Structures and buildings allowances: rate of relief

Part of Finance Bill – in a Public Bill Committee am 2:15 pm ar 9 Mehefin 2020.

Danfonwch hysbysiad imi am ddadleuon fel hyn

Photo of Stephen Flynn Stephen Flynn Shadow SNP Deputy Spokesperson (Treasury - Financial Secretary) 2:15, 9 Mehefin 2020

I look forward to serving under your chairmanship, Ms McDonagh. Before I start, I want to touch quickly on the remarks that the hon. Member for Ilford North made about why the new clause was tabled. This is the only opportunity available to us to highlight the issues that we seek to promote. Of course, that is not a criticism, and I would certainly welcome seeing a few more new clauses from Labour Members. Indeed, there is opportunity for all of us to discuss what we seek to discuss, but the key thing is that we need to move something first.

On the matter at hand, amending the tax system in order to incentivise capital investment is a good thing—it is something that we should all want—but when we take such actions we also need to ensure that good governance is put in place. We must also look at the effectiveness of those actions, particularly when we are dealing with the potential impact on business investment, employment, productivity and energy efficiency.

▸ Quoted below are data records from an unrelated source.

//! Ingredient name canonicalization.
//!
//! Pipeline for a raw name:
//! 1. split off comma tails and parenthesized text as qualifiers
//! 2. normalize (lowercase, punctuation to spaces, collapsed whitespace)
//! 3. exact alias lookup
//! 4. strip preparation words ("softened", "chopped", "fresh") and retry
//! 5. longest alias whose tokens all appear in the name (plurals folded)
//! 6. otherwise a synthetic, unlinked identifier
//!
//! Every registered ingredient's id and display name are aliases of itself,
//! so canonicalizing a display name again yields the same ingredient.

use super::types::{CanonicalIngredient, IngredientId};
use regex::Regex;
use rustc_hash::{FxHashMap, FxHashSet};
use serde::Serialize;
use std::fmt;
use std::sync::LazyLock;
use thiserror::Error;

static PARENTHETICAL: LazyLock<Regex> =
    LazyLock::new(|| Regex::new(r"\(([^)]*)\)").expect("parenthetical pattern is valid"));

static PUNCTUATION: LazyLock<Regex> =
    LazyLock::new(|| Regex::new(r"[^\p{L}\p{N}\s]+").expect("punctuation pattern is valid"));

/// Preparation and state words that never change an ingredient's identity.
const QUALIFIER_WORDS: &[&str] = &[
    "beaten",
    "chilled",
    "chopped",
    "coarsely",
    "cold",
    "crushed",
    "cubed",
    "diced",
    "divided",
    "drained",
    "dried",
    "finely",
    "fresh",
    "freshly",
    "frozen",
    "grated",
    "large",
    "melted",
    "medium",
    "minced",
    "organic",
    "packed",
    "peeled",
    "rinsed",
    "roughly",
    "shredded",
    "sifted",
    "sliced",
    "small",
    "softened",
    "thawed",
    "thinly",
    "warm",
    "canned",
];

/// How a raw name was matched.
#[derive(Debug, Clone, Copy, PartialEq, Eq, Serialize)]
#[serde(rename_all = "snake_case")]
pub enum MatchKind {
    Exact,
    QualifierStripped,
    Fuzzy,
    Synthetic,
}

impl fmt::Display for MatchKind {
    fn fmt(&self, f: &mut fmt::Formatter<'_>) -> fmt::Result {
        match self {
            Self::Exact => write!(f, "exact"),
            Self::QualifierStripped => write!(f, "qualifier-stripped"),
            Self::Fuzzy => write!(f, "fuzzy"),
            Self::Synthetic => write!(f, "synthetic"),
        }
    }
}

/// Result of canonicalizing one raw name.
#[derive(Debug, Clone, PartialEq, Eq)]
pub struct Canonicalized {
    pub ingredient: CanonicalIngredient,
    /// Preparation words and comma/parenthetical text, joined with ", "
    pub qualifier: Option<String>,
    pub kind: MatchKind,
}

#[derive(Debug, Clone, PartialEq, Eq, Error)]
#[error("alias '{alias}' maps to both '{existing}' and '{duplicate}'")]
pub struct AliasConflict {
    pub alias: String,
    pub existing: IngredientId,
    pub duplicate: IngredientId,
}

#[derive(Debug, Clone)]
struct FuzzyEntry {
    alias: String,
    tokens: Vec<String>,
    id: IngredientId,
}

/// Alias index over the canonical ingredient table. Immutable once built.
#[derive(Debug, Clone, Default)]
pub struct Canonicalizer {
    entries: FxHashMap<IngredientId, CanonicalIngredient>,
    aliases: FxHashMap<String, IngredientId>,
    /// Sorted longest alias first, then lexically
    fuzzy: Vec<FuzzyEntry>,
}

impl Canonicalizer {
    pub fn new() -> Self {
        Self::default()
    }

    /// Register an ingredient under its id, display name, and aliases.
    pub fn register(&mut self, ingredient: CanonicalIngredient) -> Result<(), AliasConflict> {
        let keys = alias_keys(&ingredient);
        for key in &keys {
            if let Some(existing) = self.aliases.get(key) {
                if *existing != ingredient.id {
                    return Err(AliasConflict {
                        alias: key.clone(),
                        existing: existing.clone(),
                        duplicate: ingredient.id.clone(),
                    });
                }
            }
        }
        for key in keys {
            if self.aliases.contains_key(&key) {
                continue;
            }
            let entry = FuzzyEntry {
                tokens: key.split(' ').map(fold_plural).collect(),
                alias: key.clone(),
                id: ingredient.id.clone(),
            };
            let at = self.fuzzy.partition_point(|e| {
                (std::cmp::Reverse(e.alias.len()), &e.alias)
                    < (std::cmp::Reverse(entry.alias.len()), &entry.alias)
            });
            self.fuzzy.insert(at, entry);
            self.aliases.insert(key, ingredient.id.clone());
        }
        self.entries.insert(ingredient.id.clone(), ingredient);
        Ok(())
    }

    pub fn get(&self, id: &IngredientId) -> Option<&CanonicalIngredient> {
        self.entries.get(id)
    }

    pub fn len(&self) -> usize {
        self.entries.len()
    }

    pub fn is_empty(&self) -> bool {
        self.entries.is_empty()
    }

    /// Canonicalize a raw ingredient name. Total: always returns an ingredient.
    pub fn canonicalize(&self, raw: &str) -> Canonicalized {
        let (head, tail) = split_qualifiers(raw);
        let normalized = normalize(&head);

        if let Some(found) = self.lookup(&normalized) {
            return matched(found.clone(), Vec::new(), tail, MatchKind::Exact);
        }

        let (stripped, words) = strip_qualifier_words(&normalized);
        if stripped != normalized {
            if let Some(found) = self.lookup(&stripped) {
                return matched(found.clone(), words, tail, MatchKind::QualifierStripped);
            }
        }

        if let Some(found) = self.fuzzy_lookup(&normalized) {
            return matched(found.clone(), words, tail, MatchKind::Fuzzy);
        }

        let id_text = if stripped.is_empty() {
            normalized
        } else {
            stripped
        };
        matched(
            CanonicalIngredient::synthetic(&id_text),
            words,
            tail,
            MatchKind::Synthetic,
        )
    }

    fn lookup(&self, normalized: &str) -> Option<&CanonicalIngredient> {
        if normalized.is_empty() {
            return None;
        }
        self.aliases
            .get(normalized)
            .and_then(|id| self.entries.get(id))
    }

    fn fuzzy_lookup(&self, normalized: &str) -> Option<&CanonicalIngredient> {
        let tokens: FxHashSet<String> = normalized.split(' ').map(fold_plural).collect();
        self.fuzzy
            .iter()
            .find(|e| e.tokens.iter().all(|t| tokens.contains(t)))
            .and_then(|e| self.entries.get(&e.id))
    }
}

fn matched(
    ingredient: CanonicalIngredient,
    mut words: Vec<String>,
    tail: Vec<String>,
    kind: MatchKind,
) -> Canonicalized {
    words.extend(tail);
    let qualifier = if words.is_empty() {
        None
    } else {
        Some(words.join(", "))
    };
    Canonicalized {
        ingredient,
        qualifier,
        kind,
    }
}

fn alias_keys(ingredient: &CanonicalIngredient) -> Vec<String> {
    let mut keys = Vec::with_capacity(ingredient.aliases.len() + 2);
    for text in std::iter::once(ingredient.id.as_str())
        .chain(std::iter::once(ingredient.name.as_str()))
        .chain(ingredient.aliases.iter().map(String::as_str))
    {
        let key = normalize(text);
        if !key.is_empty() && !keys.contains(&key) {
            keys.push(key);
        }
    }
    keys
}

/// Lowercase, turn punctuation into spaces, collapse whitespace.
pub fn normalize(text: &str) -> String {
    let lowered = text.to_lowercase();
    let spaced = PUNCTUATION.replace_all(&lowered, " ");
    spaced.split_whitespace().collect::<Vec<_>>().join(" ")
}

/// Split `"butter (unsalted), softened"` into `"butter"` and
/// `["unsalted", "softened"]`.
fn split_qualifiers(raw: &str) -> (String, Vec<String>) {
    let mut tail = Vec::new();
    for cap in PARENTHETICAL.captures_iter(raw) {
        let text = cap[1].trim();
        if !text.is_empty() {
            tail.push(text.to_string());
        }
    }
    let without_parens = PARENTHETICAL.replace_all(raw, " ");
    let mut parts = without_parens.split(',');
    let head = parts.next().unwrap_or_default().to_string();
    for part in parts {
        let text = part.trim();
        if !text.is_empty() {
            tail.push(text.to_string());
        }
    }
    (head, tail)
}

fn strip_qualifier_words(normalized: &str) -> (String, Vec<String>) {
    let mut kept = Vec::new();
    let mut removed = Vec::new();
    for token in normalized.split(' ').filter(|t| !t.is_empty()) {
        if QUALIFIER_WORDS.contains(&token) {
            removed.push(token.to_string());
        } else {
            kept.push(token);
        }
    }
    (kept.join(" "), removed)
}

/// Fold simple English plurals so "onions" meets "onion".
fn fold_plural(token: &str) -> String {
    if token.len() > 4 {
        if let Some(stem) = token.strip_suffix("ies") {
            return format!("{}y", stem);
        }
        if let Some(stem) = token.strip_suffix("oes") {
            return format!("{}o", stem);
        }
    }
    if token.len() > 3 && token.ends_with('s') && !token.ends_with("ss") {
        return token[..token.len() - 1].to_string();
    }
    token.to_string()
}

#[cfg(test)]
mod tests {
    use super::*;
    use proptest::prelude::*;

    fn ingredient(id: &str, name: &str, aliases: &[&str]) -> CanonicalIngredient {
        CanonicalIngredient {
            id: IngredientId::new(id),
            name: name.to_string(),
            aliases: aliases.iter().map(|a| a.to_string()).collect(),
            linked: true,
        }
    }

    fn table() -> Canonicalizer {
        let mut c = Canonicalizer::new();
        c.register(ingredient(
            "all-purpose-flour",
            "all-purpose flour",
            &["flour", "ap flour", "plain flour", "white flour"],
        ))
        .unwrap();
        c.register(ingredient("almond-flour", "almond flour", &["ground almonds"]))
            .unwrap();
        c.register(ingredient("butter", "butter", &["unsalted butter", "salted butter"]))
            .unwrap();
        c.register(ingredient("eggs", "eggs", &["egg", "large eggs"]))
            .unwrap();
        c.register(ingredient("onion", "onion", &["yellow onion"]))
            .unwrap();
        c.register(ingredient("olive-oil", "olive oil", &["extra virgin olive oil", "evoo"]))
            .unwrap();
        c
    }

    #[test]
    fn test_canon_normalize() {
        assert_eq!(normalize("  All-Purpose   FLOUR! "), "all purpose flour");
        assert_eq!(normalize("Jalapeño"), "jalapeño");
        assert_eq!(normalize("..."), "");
    }

    #[test]
    fn test_canon_exact_alias() {
        let c = table();
        let out = c.canonicalize("AP Flour");
        assert_eq!(out.ingredient.id.as_str(), "all-purpose-flour");
        assert_eq!(out.kind, MatchKind::Exact);
        assert!(out.qualifier.is_none());
        assert!(out.ingredient.linked);
    }

    #[test]
    fn test_canon_id_and_name_are_aliases() {
        let c = table();
        assert_eq!(
            c.canonicalize("all-purpose-flour").ingredient.id.as_str(),
            "all-purpose-flour"
        );
        assert_eq!(
            c.canonicalize("All-purpose flour").ingredient.id.as_str(),
            "all-purpose-flour"
        );
    }

    #[test]
    fn test_canon_qualifier_stripped() {
        let c = table();
        let out = c.canonicalize("softened unsalted butter");
        assert_eq!(out.ingredient.id.as_str(), "butter");
        assert_eq!(out.kind, MatchKind::QualifierStripped);
        assert_eq!(out.qualifier.as_deref(), Some("softened"));
    }

    #[test]
    fn test_canon_comma_and_parenthetical() {
        let c = table();
        let out = c.canonicalize("butter (cold), cubed");
        assert_eq!(out.ingredient.id.as_str(), "butter");
        assert_eq!(out.kind, MatchKind::Exact);
        assert_eq!(out.qualifier.as_deref(), Some("cold, cubed"));
    }

    #[test]
    fn test_canon_fuzzy_plural() {
        let c = table();
        let out = c.canonicalize("finely chopped yellow onions");
        assert_eq!(out.ingredient.id.as_str(), "onion");
        assert_eq!(out.kind, MatchKind::Fuzzy);
        assert_eq!(out.qualifier.as_deref(), Some("finely, chopped"));
    }

    #[test]
    fn test_canon_fuzzy_prefers_longest_alias() {
        let c = table();
        let out = c.canonicalize("organic almond flour blend");
        assert_eq!(out.ingredient.id.as_str(), "almond-flour");
    }

    #[test]
    fn test_canon_synthetic() {
        let c = table();
        let out = c.canonicalize("Fresh Dragon-Fruit");
        assert_eq!(out.kind, MatchKind::Synthetic);
        assert!(!out.ingredient.linked);
        assert_eq!(out.ingredient.id.as_str(), "dragon fruit");
        assert_eq!(out.qualifier.as_deref(), Some("fresh"));
    }

    #[test]
    fn test_canon_synthetic_only_qualifiers() {
        let c = table();
        let out = c.canonicalize("fresh");
        assert_eq!(out.ingredient.id.as_str(), "fresh");
        assert_eq!(c.canonicalize(&out.ingredient.name).ingredient, out.ingredient);
    }

    #[test]
    fn test_canon_alias_conflict() {
        let mut c = table();
        let err = c
            .register(ingredient("cake-flour", "cake flour", &["white flour"]))
            .unwrap_err();
        assert_eq!(err.alias, "white flour");
        assert_eq!(err.existing.as_str(), "all-purpose-flour");
        assert_eq!(err.duplicate.as_str(), "cake-flour");
    }

    #[test]
    fn test_canon_alias_repeated_on_same_ingredient() {
        let mut c = Canonicalizer::new();
        c.register(ingredient("milk", "milk", &["Milk", "whole milk"]))
            .unwrap();
        assert_eq!(c.len(), 1);
        assert_eq!(c.canonicalize("whole milk").ingredient.id.as_str(), "milk");
    }

    #[test]
    fn test_canon_fold_plural() {
        assert_eq!(fold_plural("onions"), "onion");
        assert_eq!(fold_plural("berries"), "berry");
        assert_eq!(fold_plural("tomatoes"), "tomato");
        assert_eq!(fold_plural("glass"), "glass");
        assert_eq!(fold_plural("oats"), "oat");
        assert_eq!(fold_plural("gas"), "gas");
    }

    const VOCAB: &[&str] = &[
        "flour", "ap", "almond", "butter", "unsalted", "eggs", "egg", "large", "onion",
        "onions", "yellow", "olive", "oil", "evoo", "chopped", "fresh", "softened", "dragon",
        "fruit", "Plain", "(cold)", "melted,", "-", "ground", "almonds",
    ];

    proptest! {
        #[test]
        fn prop_canon_idempotent(words in prop::collection::vec(prop::sample::select(VOCAB), 0..5)) {
            let c = table();
            let raw = words.join(" ");
            let first = c.canonicalize(&raw);
            let again = c.canonicalize(&first.ingredient.name);
            prop_assert_eq!(again.ingredient, first.ingredient);
        }

        #[test]
        fn prop_canon_normalize_is_fixed_point(text in "[A-Za-z ,.()-]{0,30}") {
            let once = normalize(&text);
            prop_assert_eq!(normalize(&once), once.clone());
        }
    }
}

I want to focus on energy efficiency, because it is so important in combatting the climate crisis that we all face. Words mean only so much, so we need action too. We all want to understand how Government measures incentivise energy efficiency, and we want to see further detail behind that, but we also want to see how the Government could go further. For instance, I wrote to the Government—I am not sure whether I got a response—about VAT on building repairs. I appreciate that in the south-east of England, the need for energy efficiency in properties is perhaps not as urgent as it is in the Baltic north-east of Scotland, where I hail from, but that is not to say that it is not a hugely significant issue.

Although we would like VAT to be reduced to encourage home owners, property developers and the like to improve the energy efficiency of older properties, that is not something that the Scottish Parliament can legislate on; the Scottish Government’s hands are tied by the UK Government in that regard. I hope the Minister will take the opportunity to clarify why there has been no move on that issue. We want properties to be more energy-efficient, and reducing VAT on the essential repairs that they require would be a logical, practical and easy step. It is deeply frustrating that such matters are not within the Scottish Parliament’s competence, and that we need to rely on a UK Government we did not vote for and do not support. So much good is happening in Scotland at the moment and the Scottish Government are doing incredible work, but their hands are tied. For instance, in December 2019, the Scottish Government’s Housing Minister, Kevin Stewart, highlighted that, by the end of 2021, we will have allocated more than £1 billion since 2009 to tackle fuel poverty and improve energy efficiency to make homes warmer and cheaper to heat.

In my former life as an elected councillor in Aberdeen, I saw at first hand the good work that housing associations and local authorities have done to improve insulation, use newer windows to stop energy leakage and put better heating systems into homes. Moves are afoot to increase our energy efficiency, and they are all positive.

In Scotland, we are blessed that we will have legally binding standards for home energy efficiency from 2024 onwards, which will make things even better. However, we should not have to rely on the UK Government’s approval to put in further measures. I again ask the Minister to clarify why the Government have been unable or unwilling to reduce VAT to date.

As I say, so much good is being done in Scotland to improve energy efficiency. It is only right that the UK Government agree to the new clause, in order to then assess their own actions and determine what more can be done to improve the situation, not only for those in Scotland but for those across the United Kingdom.